Gina heard another set of footsteps approaching. "Hey boys," a familiar voice said cheerily. "Find anything interesting?"
Ash was the warden of this wing of the prison ship. He was callous and violent, both hated and feared by most of the prisoners and guards in his wing.
"No, sir. She's clean," one of the guards replied.
Ash tutted. "That's a shame."
Gina was glad to avoid a beating and breathed a sigh of relief. Unfortunately, she breathed a little too loud.
"Did you just give me attitude 849?" she could hear the smile on his face.
"No!" she pleaded. "I wasn't..."
She was cut short as the baton stuck her across the lower back. She fell forwards against the wall in pain as the baton came down again, this time higher on her shoulder blades. She fell to her knees, crying out in pain. The prison coveralls were too thin to provide any protection against the raining blows from Ash's nightstick. All Gina could do was cower against the wall, trying not to do any more than whimper which would encourage Ash to beat her longer.
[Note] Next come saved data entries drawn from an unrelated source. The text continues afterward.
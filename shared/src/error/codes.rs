//! Unified error codes returned by the lead backend
//!
//! Error codes are organized by category:
//! - 0xxx: General errors
//! - 1xxx: Authentication errors
//! - 2xxx: Permission errors
//! - 4xxx: Lead errors
//! - 5xxx: Comment errors
//! - 9xxx: System errors

use serde::{Deserialize, Serialize};
use std::fmt;

/// Unified error code enum
///
/// Codes travel as plain u16 values in the `code` field of error bodies.
#[derive(Debug, Clone, Copy, PartialEq, Eq, Hash, Serialize, Deserialize)]
#[serde(into = "u16", try_from = "u16")]
#[repr(u16)]
pub enum ErrorCode {
    // ==================== 0xxx: General ====================
    /// Operation completed successfully
    Success = 0,
    /// Unknown error
    Unknown = 1,
    /// Validation failed
    ValidationFailed = 2,
    /// Resource not found
    NotFound = 3,
    /// Resource already exists
    AlreadyExists = 4,
    /// Invalid request
    InvalidRequest = 5,

    // ==================== 1xxx: Auth ====================
    /// User is not authenticated
    NotAuthenticated = 1001,
    /// Invalid credentials (email/password)
    InvalidCredentials = 1002,
    /// Token has expired
    TokenExpired = 1003,
    /// Token is invalid
    TokenInvalid = 1004,
    /// Session has expired
    SessionExpired = 1005,

    // ==================== 2xxx: Permission ====================
    /// Permission denied
    PermissionDenied = 2001,
    /// Specific role required
    RoleRequired = 2002,
    /// Admin role required
    AdminRequired = 2003,
    /// Lead was assigned by a super admin; admins must file a reassignment request
    AssignedBySuperAdmin = 2004,
    /// Caller is not among the lead's assignees
    NotAssignee = 2005,
    /// Only the author may change a comment
    NotCommentAuthor = 2006,

    // ==================== 4xxx: Lead ====================
    /// Lead not found
    LeadNotFound = 4001,
    /// Lead is already closed
    LeadAlreadyClosed = 4002,
    /// Assignee user not found
    AssigneeNotFound = 4101,
    /// Reassignment request already pending
    ReassignRequestPending = 4102,

    // ==================== 5xxx: Comment ====================
    /// Comment not found
    CommentNotFound = 5001,
    /// Reply target is not a comment on the same lead
    InvalidReplyTarget = 5002,

    // ==================== 9xxx: System ====================
    InternalError = 9001,
    DatabaseError = 9002,
    NetworkError = 9003,
    TimeoutError = 9004,
    ConfigError = 9005,
}

impl ErrorCode {
    #[inline]
    pub const fn code(&self) -> u16 {
        *self as u16
    }

    #[inline]
    pub const fn is_success(&self) -> bool {
        matches!(self, ErrorCode::Success)
    }

    pub const fn message(&self) -> &'static str {
        match self {
            // General
            ErrorCode::Success => "Operation completed successfully",
            ErrorCode::Unknown => "An unknown error occurred",
            ErrorCode::ValidationFailed => "Validation failed",
            ErrorCode::NotFound => "Resource not found",
            ErrorCode::AlreadyExists => "Resource already exists",
            ErrorCode::InvalidRequest => "Invalid request",

            // Auth
            ErrorCode::NotAuthenticated => "User is not authenticated",
            ErrorCode::InvalidCredentials => "Invalid email or password",
            ErrorCode::TokenExpired => "Authentication token has expired",
            ErrorCode::TokenInvalid => "Authentication token is invalid",
            ErrorCode::SessionExpired => "Session has expired",

            // Permission
            ErrorCode::PermissionDenied => "Permission denied",
            ErrorCode::RoleRequired => "Specific role is required",
            ErrorCode::AdminRequired => "Administrator role is required",
            ErrorCode::AssignedBySuperAdmin => "Lead is already assigned by a super admin",
            ErrorCode::NotAssignee => "You are not assigned to this lead",
            ErrorCode::NotCommentAuthor => "Only the author can change this comment",

            // Lead
            ErrorCode::LeadNotFound => "Lead not found",
            ErrorCode::LeadAlreadyClosed => "Lead is already closed",
            ErrorCode::AssigneeNotFound => "Assignee not found",
            ErrorCode::ReassignRequestPending => "A reassignment request is already pending",

            // Comment
            ErrorCode::CommentNotFound => "Comment not found",
            ErrorCode::InvalidReplyTarget => "Reply target does not belong to this lead",

            // System
            ErrorCode::InternalError => "Internal server error",
            ErrorCode::DatabaseError => "Database error",
            ErrorCode::NetworkError => "Network error",
            ErrorCode::TimeoutError => "Operation timed out",
            ErrorCode::ConfigError => "Configuration error",
        }
    }
}

impl From<ErrorCode> for u16 {
    #[inline]
    fn from(code: ErrorCode) -> Self {
        code.code()
    }
}

/// Error when converting from an invalid u16 to ErrorCode
#[derive(Debug, Clone, Copy, PartialEq, Eq)]
pub struct InvalidErrorCode(pub u16);

impl fmt::Display for InvalidErrorCode {
    fn fmt(&self, f: &mut fmt::Formatter<'_>) -> fmt::Result {
        write!(f, "invalid error code: {}", self.0)
    }
}

impl std::error::Error for InvalidErrorCode {}

impl TryFrom<u16> for ErrorCode {
    type Error = InvalidErrorCode;

    fn try_from(value: u16) -> Result<Self, Self::Error> {
        match value {
            // General
            0 => Ok(ErrorCode::Success),
            1 => Ok(ErrorCode::Unknown),
            2 => Ok(ErrorCode::ValidationFailed),
            3 => Ok(ErrorCode::NotFound),
            4 => Ok(ErrorCode::AlreadyExists),
            5 => Ok(ErrorCode::InvalidRequest),

            // Auth
            1001 => Ok(ErrorCode::NotAuthenticated),
            1002 => Ok(ErrorCode::InvalidCredentials),
            1003 => Ok(ErrorCode::TokenExpired),
            1004 => Ok(ErrorCode::TokenInvalid),
            1005 => Ok(ErrorCode::SessionExpired),

            // Permission
            2001 => Ok(ErrorCode::PermissionDenied),
            2002 => Ok(ErrorCode::RoleRequired),
            2003 => Ok(ErrorCode::AdminRequired),
            2004 => Ok(ErrorCode::AssignedBySuperAdmin),
            2005 => Ok(ErrorCode::NotAssignee),
            2006 => Ok(ErrorCode::NotCommentAuthor),

            // Lead
            4001 => Ok(ErrorCode::LeadNotFound),
            4002 => Ok(ErrorCode::LeadAlreadyClosed),
            4101 => Ok(ErrorCode::AssigneeNotFound),
            4102 => Ok(ErrorCode::ReassignRequestPending),

            // Comment
            5001 => Ok(ErrorCode::CommentNotFound),
            5002 => Ok(ErrorCode::InvalidReplyTarget),

            // System
            9001 => Ok(ErrorCode::InternalError),
            9002 => Ok(ErrorCode::DatabaseError),
            9003 => Ok(ErrorCode::NetworkError),
            9004 => Ok(ErrorCode::TimeoutError),
            9005 => Ok(ErrorCode::ConfigError),

            _ => Err(InvalidErrorCode(value)),
        }
    }
}

impl fmt::Display for ErrorCode {
    fn fmt(&self, f: &mut fmt::Formatter<'_>) -> fmt::Result {
        write!(f, "{}", self.code())
    }
}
Without much reaction from her, Ash quickly became bored and stopped. Gina slumped over and curled into the foetal position.
"Hmph," Ash was frustrated. "Put her in lockdown for the day."
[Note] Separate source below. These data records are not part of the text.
use std::sync::Arc;
use std::sync::atomic::{AtomicBool, Ordering};
use std::time::Duration;

use futures::{SinkExt, StreamExt};
use tokio::io::{AsyncRead, AsyncWrite};
use tokio::sync::{broadcast, mpsc};
use tokio_tungstenite::tungstenite::{self, Message};
use tokio_tungstenite::{Connector, WebSocketStream};
use tokio_util::sync::CancellationToken;
use tracing::{debug, info, warn};

use shared::message::{ClientMessage, CommentEvent};
use shared::models::LeadId;

use crate::message::{PushConfig, PushError};
use crate::session::Session;

/// Push Client
///
/// WebSocket connection to the comment push server. A background task owns
/// the socket: it writes queued room messages, answers pings and fans comment
/// events out on a broadcast bus.
#[derive(Debug, Clone)]
pub struct PushClient {
    outgoing: mpsc::UnboundedSender<Message>,
    /// Kept only to hand out fresh receivers; the connection task owns the sender
    events: Arc<broadcast::Receiver<CommentEvent>>,
    connected: Arc<AtomicBool>,
    shutdown: CancellationToken,
    config: PushConfig,
}

impl PushClient {
    /// Connect using the push URL of a [`crate::ClientConfig`]
    pub async fn from_config(
        config: &crate::ClientConfig,
        push: PushConfig,
        session: &Session,
    ) -> Result<Self, PushError> {
        let url = config
            .push_url
            .as_deref()
            .ok_or_else(|| PushError::Connection("push url is not configured".into()))?;
        Self::connect(url, push, session).await
    }

    /// Open the WebSocket at `url` (`ws`, `wss`, `http` or `https`)
    ///
    /// The session's bearer token goes in the `Authorization` header of the
    /// upgrade request.
    pub async fn connect(url: &str, push: PushConfig, session: &Session) -> Result<Self, PushError> {
        let request = upgrade_request(url, &push, session)?;
        let connector = Connector::Rustls(Arc::new(tls_config()?));

        let connecting =
            tokio_tungstenite::connect_async_tls_with_config(request, None, false, Some(connector));
        let (ws, _response) = match tokio::time::timeout(push.connect_timeout, connecting).await {
            Ok(result) => result.map_err(|e| {
                if let tungstenite::Error::Http(ref resp) = e {
                    let status = resp.status().as_u16();
                    if status == 401 || status == 403 {
                        return PushError::Unauthorized(status);
                    }
                }
                PushError::WebSocket(e)
            })?,
            Err(_) => {
                return Err(PushError::Timeout(format!(
                    "no handshake from {url} within {:?}",
                    push.connect_timeout
                )));
            }
        };

        info!(url, "push channel connected");
        Ok(Self::from_stream(ws, push))
    }

    /// Wrap an already upgraded WebSocket
    pub fn from_stream<S>(ws: WebSocketStream<S>, config: PushConfig) -> Self
    where
        S: AsyncRead + AsyncWrite + Unpin + Send + 'static,
    {
        let (event_tx, event_rx) = broadcast::channel(config.event_capacity);
        let (outgoing_tx, outgoing_rx) = mpsc::unbounded_channel();
        let connected = Arc::new(AtomicBool::new(true));
        let shutdown = CancellationToken::new();

        tokio::spawn(run_connection(
            ws,
            outgoing_rx,
            event_tx,
            shutdown.clone(),
            connected.clone(),
            config.ping_interval,
        ));

        Self {
            outgoing: outgoing_tx,
            events: Arc::new(event_rx),
            connected,
            shutdown,
            config,
        }
    }

    pub fn is_connected(&self) -> bool {
        self.connected.load(Ordering::SeqCst)
    }

    pub fn config(&self) -> &PushConfig {
        &self.config
    }

    /// Subscribe to every comment event (events after this call only)
    pub fn subscribe(&self) -> broadcast::Receiver<CommentEvent> {
        self.events.resubscribe()
    }

    /// Queue a message as a JSON text frame
    pub fn send(&self, msg: &ClientMessage) -> Result<(), PushError> {
        if !self.is_connected() {
            return Err(PushError::Closed);
        }
        let json = serde_json::to_string(msg)?;
        self.outgoing
            .send(Message::Text(json.into()))
            .map_err(|_| PushError::Closed)
    }

    /// Join a lead's room
    ///
    /// The event receiver is created before the join is queued, so no event
    /// the server sends after handling the join can be missed.
    pub fn join_room(&self, lead_id: LeadId) -> Result<RoomSubscription, PushError> {
        let events = self.subscribe();
        self.send(&ClientMessage::join_room(lead_id))?;

        info!(lead_id, "joined comment room");
        Ok(RoomSubscription {
            lead_id,
            client: self.clone(),
            events,
            released: false,
        })
    }

    /// Leave a lead's room (fire and forget)
    pub fn leave_room(&self, lead_id: LeadId) -> Result<(), PushError> {
        self.send(&ClientMessage::leave_room(lead_id))?;
        info!(lead_id, "left comment room");
        Ok(())
    }

    /// Close the connection
    ///
    /// Messages queued before this call are still written.
    pub fn close(&self) {
        self.shutdown.cancel();
    }
}

fn upgrade_request(
    url: &str,
    push: &PushConfig,
    session: &Session,
) -> Result<tungstenite::http::Request<()>, PushError> {
    // The backend URL may be configured with its REST scheme
    let url = url
        .replacen("https://", "wss://", 1)
        .replacen("http://", "ws://", 1);

    let host = url
        .split("://")
        .nth(1)
        .and_then(|s| s.split('/').next())
        .filter(|h| !h.is_empty())
        .ok_or_else(|| PushError::Connection(format!("invalid push url: {url}")))?;

    let mut builder = tungstenite::http::Request::builder()
        .uri(&url)
        .header("Host", host)
        .header("Connection", "Upgrade")
        .header("Upgrade", "websocket")
        .header("Sec-WebSocket-Version", "13")
        .header(
            "Sec-WebSocket-Key",
            tungstenite::handshake::client::generate_key(),
        )
        .header(
            "User-Agent",
            format!("{}/{}", push.client_name, env!("CARGO_PKG_VERSION")),
        );
    if let Some(token) = session.token() {
        builder = builder.header("Authorization", format!("Bearer {token}"));
    }

    builder
        .body(())
        .map_err(|e| PushError::Connection(format!("invalid push url {url}: {e}")))
}

/// Public roots for `wss` endpoints
fn tls_config() -> Result<rustls::ClientConfig, PushError> {
    let mut roots = rustls::RootCertStore::empty();
    roots.extend(webpki_roots::TLS_SERVER_ROOTS.iter().cloned());

    let config = rustls::ClientConfig::builder_with_provider(Arc::new(
        rustls::crypto::ring::default_provider(),
    ))
    .with_safe_default_protocol_versions()
    .map_err(|e| PushError::Connection(format!("TLS setup failed: {e}")))?
    .with_root_certificates(roots)
    .with_no_client_auth();
    Ok(config)
}

async fn run_connection<S>(
    ws: WebSocketStream<S>,
    mut outgoing: mpsc::UnboundedReceiver<Message>,
    events: broadcast::Sender<CommentEvent>,
    shutdown: CancellationToken,
    connected: Arc<AtomicBool>,
    ping_interval: Duration,
) where
    S: AsyncRead + AsyncWrite + Unpin,
{
    let (mut ws_sink, mut ws_stream) = ws.split();
    let mut ping = tokio::time::interval(ping_interval);
    ping.tick().await;

    loop {
        tokio::select! {
            // Queued room messages go out before a requested close
            biased;

            msg = outgoing.recv() => match msg {
                Some(msg) => {
                    if let Err(e) = ws_sink.send(msg).await {
                        warn!(error = %e, "push channel write failed");
                        break;
                    }
                }
                None => {
                    let _ = ws_sink.close().await;
                    break;
                }
            },

            _ = shutdown.cancelled() => {
                let _ = ws_sink.close().await;
                info!("push channel closed");
                break;
            }

            incoming = ws_stream.next() => match incoming {
                Some(Ok(Message::Text(text))) => dispatch(text.as_str(), &events),
                Some(Ok(Message::Ping(data))) => {
                    let _ = ws_sink.send(Message::Pong(data)).await;
                }
                Some(Ok(Message::Close(_))) => {
                    info!("push channel closed by server");
                    break;
                }
                Some(Ok(_)) => {}
                Some(Err(e)) => {
                    warn!(error = %e, "push channel read error");
                    break;
                }
                None => {
                    info!("push channel stream ended");
                    break;
                }
            },

            _ = ping.tick() => {
                if let Err(e) = ws_sink.send(Message::Ping(vec![].into())).await {
                    warn!(error = %e, "push channel ping failed");
                    break;
                }
            }
        }
    }

    // Dropping `events` here wakes every subscriber with `Closed`
    connected.store(false, Ordering::SeqCst);
}

fn dispatch(text: &str, events: &broadcast::Sender<CommentEvent>) {
    match serde_json::from_str::<CommentEvent>(text) {
        Ok(event) => {
            if events.send(event).is_err() {
                debug!("no subscribers for push event");
            }
        }
        Err(e) => debug!(error = %e, "ignoring unrecognised push frame"),
    }
}

/// Membership in one lead's room
///
/// Call [`RoomSubscription::release`] when the lead view closes. An
/// unreleased subscription queues the leave from its `Drop`.
#[derive(Debug)]
pub struct RoomSubscription {
    lead_id: LeadId,
    client: PushClient,
    events: broadcast::Receiver<CommentEvent>,
    released: bool,
}

impl RoomSubscription {
    pub fn lead_id(&self) -> LeadId {
        self.lead_id
    }

    /// Next comment event for this room
    ///
    /// Events for other rooms are skipped. Returns `Closed` once the
    /// connection is gone.
    pub async fn recv(&mut self) -> Result<CommentEvent, PushError> {
        loop {
            match self.events.recv().await {
                Ok(event) if event.lead_id() == self.lead_id => return Ok(event),
                Ok(event) => {
                    debug!(
                        lead_id = self.lead_id,
                        other = event.lead_id(),
                        "ignoring event for another room"
                    );
                }
                Err(broadcast::error::RecvError::Lagged(n)) => {
                    warn!(lead_id = self.lead_id, skipped = n, "comment events dropped");
                }
                Err(broadcast::error::RecvError::Closed) => return Err(PushError::Closed),
            }
        }
    }

    /// Leave the room
    pub fn release(mut self) -> Result<(), PushError> {
        self.released = true;
        self.client.leave_room(self.lead_id)
    }
}

impl Drop for RoomSubscription {
    fn drop(&mut self) {
        if self.released {
            return;
        }
        if let Err(e) = self.client.leave_room(self.lead_id) {
            debug!(lead_id = self.lead_id, error = %e, "leave on drop failed");
        }
    }
}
"Yes, sir," the guards said as they followed Ash out of the cell, reactivating the plasma barrier and locking Gina in her cell.
She lay on the floor for several minutes before crawling to her feet, leaning against the wall for support. Still reeling in pain, she walked along the wall until she reached her cot before almost falling in and curling up into a ball. It wasn't the first beating, nor the most severe, but it still took its toll on her. Who knew how many more weeks of this she would have to endure before arriving at her new hell on the prison moon?
She drifted into sleep, dreaming of riding roller coasters when she was a kid. Earth suddenly felt very far away.
A blip appeared on the long range scanner. The navigator shuffled lazily in his chair, making a slow attempt to lean over his console. The blip on the scanner became bigger and an audible tone began to sound. The alarm was blaring in the quiet control room and the navigator quickly sprung to life to silence it. It was too late, the captain had heard it and strolled over to the navigator's station.
"What have we got, Private?" Captain S. Kroon asked casually.
The navigator examined the data that began to flow on a secondary monitor. After a few seconds, the captain cleared his throat, waiting for an answer.
"It appears to be a gravitational anomaly, sir," the navigator replied carefully, double checking the data. "Some kind of magnetic mass directly on our route."
"We didn't encounter any such mass on any of our last trips," the captain said, leaning over his navigator to examine the data himself.
"That's correct, sir. From the logs, nobody has encountered an entity such as this before."
The captain was deep in thought for several seconds. "This hunk of junk isn't designed to cope with anything more than a stubbed toe, we'll have to alter our course. Navigator, plot a new course to avoid the mass by no more than one unit. I don't want this trip to be any longer than it has to be."
"Sir," he replied hesitantly. "That would put us into uncharted space."
"I gave you an order, Private!" Captain Kroon said as he walked away.
"Yes, sir," the navigator said quietly as he prepared a new course.